2. Not placing value on the process and just the result. I am truly all about achieving goals AND too often we simply focus on the result we want to achieve and forget it’s a process. For example, if you have a goal of increasing revenues by 10% you will celebrate when you achieve this. What if you only reach 9.5% growth? Does that mean you were a failure? Of course not. Focus on what you have to do to achieve the goal and all the steps you went through. This is the process and it tells you a lot about what you can expect going forward.
3. Not considering who we have to become to achieve the goal. This isn’t about skills you need, it’s about your thinking. What shifts in your thinking do you need to make? Is it moving from it’s possible to it will? Or from it’s not likely but I’m going to try? What is holding you back? What needs to change in your thinking? Who do you have to become to achieve the goal?
4. Ignoring resources you need. Let’s say you want to run a marathon. What resources do you need? Do you have the right shoes? Where are you going to find the time to practice running? Is there something you have to say no to in order to create the space? It’s no different with your professional goals. Before committing to a goal make sure you know the resources you need, and they are available to you. Don’t set yourself up for missing your goal because you lacked what you needed to make it attainable.

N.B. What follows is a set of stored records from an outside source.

use std::fmt;

use bitcoin::{OutPoint, TxOut};
use serde::ser::{Serialize, Serializer};

/// Where an output was created on chain: block height, then the index of the
/// creating transaction inside that block.
#[derive(Debug, Clone, Copy, PartialEq, Eq, PartialOrd, Ord, Hash)]
pub struct ChainPosition {
    pub height: u32,
    pub tx_index: u32,
}

impl ChainPosition {
    pub fn new(height: u32, tx_index: u32) -> Self {
        Self { height, tx_index }
    }
}

/// TxOut spent by a transaction input, together with the OutPoint that
/// references it.
#[derive(Debug, Clone, PartialEq, Eq)]
pub struct SpentOutput {
    pub outpoint: OutPoint,
    pub txout: TxOut,
    /// Creation position of the output, when the data source knows it
    pub position: Option<ChainPosition>,
}

impl SpentOutput {
    pub fn new(outpoint: OutPoint, txout: TxOut) -> Self {
        Self {
            outpoint,
            txout,
            position: None,
        }
    }

    pub fn with_position(mut self, position: ChainPosition) -> Self {
        self.position = Some(position);
        self
    }

    /// Sort key for the historical input order: creation position, then vout.
    pub(crate) fn historical_key(&self) -> Option<(ChainPosition, u32)> {
        self.position.map(|position| (position, self.outpoint.vout))
    }
}

/// Small fixed-capacity set that remembers insertion order.
///
/// `N` is the number of variants of `T`, so a deduplicated set can never
/// overflow.
#[derive(Clone, Copy, PartialEq, Eq, Hash)]
pub struct TagSet<T, const N: usize> {
    tags: [Option<T>; N],
    len: usize,
}

impl<T: Copy + PartialEq, const N: usize> TagSet<T, N> {
    pub fn new() -> Self {
        Self {
            tags: [None; N],
            len: 0,
        }
    }

    pub fn single(tag: T) -> Self {
        let mut set = Self::new();
        set.insert(tag);
        set
    }

    /// Appends `tag` unless it is already present. Returns whether it was added.
    pub fn insert(&mut self, tag: T) -> bool {
        if self.contains(&tag) {
            return false;
        }
        debug_assert!(self.len < N, "TagSet capacity exceeded");
        if self.len == N {
            return false;
        }
        self.tags[self.len] = Some(tag);
        self.len += 1;
        true
    }

    pub fn contains(&self, tag: &T) -> bool {
        self.iter().any(|t| t == *tag)
    }

    pub fn len(&self) -> usize {
        self.len
    }

    pub fn is_empty(&self) -> bool {
        self.len == 0
    }

    /// Tags in insertion order.
    pub fn iter(&self) -> impl Iterator<Item = T> + '_ {
        self.tags[..self.len].iter().flatten().copied()
    }

    pub fn to_vec(&self) -> Vec<T> {
        self.iter().collect()
    }
}

impl<T: Copy + PartialEq, const N: usize> Default for TagSet<T, N> {
    fn default() -> Self {
        Self::new()
    }
}

impl<T: Copy + PartialEq, const N: usize> FromIterator<T> for TagSet<T, N> {
    fn from_iter<I: IntoIterator<Item = T>>(iter: I) -> Self {
        let mut set = Self::new();
        for tag in iter {
            set.insert(tag);
        }
        set
    }
}

impl<T: Copy + PartialEq + fmt::Debug, const N: usize> fmt::Debug for TagSet<T, N> {
    fn fmt(&self, f: &mut fmt::Formatter<'_>) -> fmt::Result {
        f.debug_list().entries(self.iter()).finish()
    }
}

impl<T: Copy + PartialEq + Serialize, const N: usize> Serialize for TagSet<T, N> {
    fn serialize<S: Serializer>(&self, serializer: S) -> Result<S::Ok, S::Error> {
        serializer.collect_seq(self.iter())
    }
}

5. Not setting milestones. Milestones help in many ways. It can be challenging to stay motivated month after month, waiting for a point in time in the future to see success. Seeing progress helps overcome this. Along the way you may discover the goal needs tweaking. I’m not suggesting change it completely, but there are situations you can’t predict that will impact you reaching the goal in the time frame you identified. The milestones also provide an opportunity for you to examine what’s working and what isn’t. Did you underestimate the resources you need? Are the marketing activities you are using to drive business to the website not working as you expected? Or, conversely, is there one marketing activity driving a ton of traffic and others less so and you can drop?
6. Write it down. Like creating a plan, setting goals and achieving them most often happens when we write them down. There is science behind this concept. Writing things down helps lodge in your long-term memory, not short-term memory, which enables your mind to not only keep track but organize in a way that improves results.
7. Share your goals with others. Even if we write our goals down we often don’t share with others. Sharing your goals helps. They can help you stay accountable. Perhaps they ask you questions or provide insights that have you rethink the goal, the timing, or something else. A big benefit to sharing is the imprint it makes on your mind and commitment.
8. We forget to celebrate. Most of us are guilty of this. Instead of focusing on the success we have achieved, we focus on what’s not yet done, how far we still have to go, or what didn’t work. Make celebration part of your goal. If you got up and exercised instead of staying in bed, celebrate. If you did everything on your to do list moving you towards your goal, celebrate. When you achieve 9.5% revenue growth instead of 10% (as mentioned in #2) celebrate.
Jim Rohn says “Success is nothing more than a few simple disciplines, practiced every day.” I agree AND we have to be sure we set ourselves up for success.
If you set goals without considering the eight mistakes I have outlined above you may still reach your goal, but it will be more of a struggle than it needs to be. At least as important is that you may give up on your goal when you don’t need to, if you had been more deliberate and reflective when setting it in the first place.
Goal setting isn’t simply deciding you want something to happen.
You have to be in the right place mentally, you have to own it, know what you need to make it possible, and assess and evaluate along the way.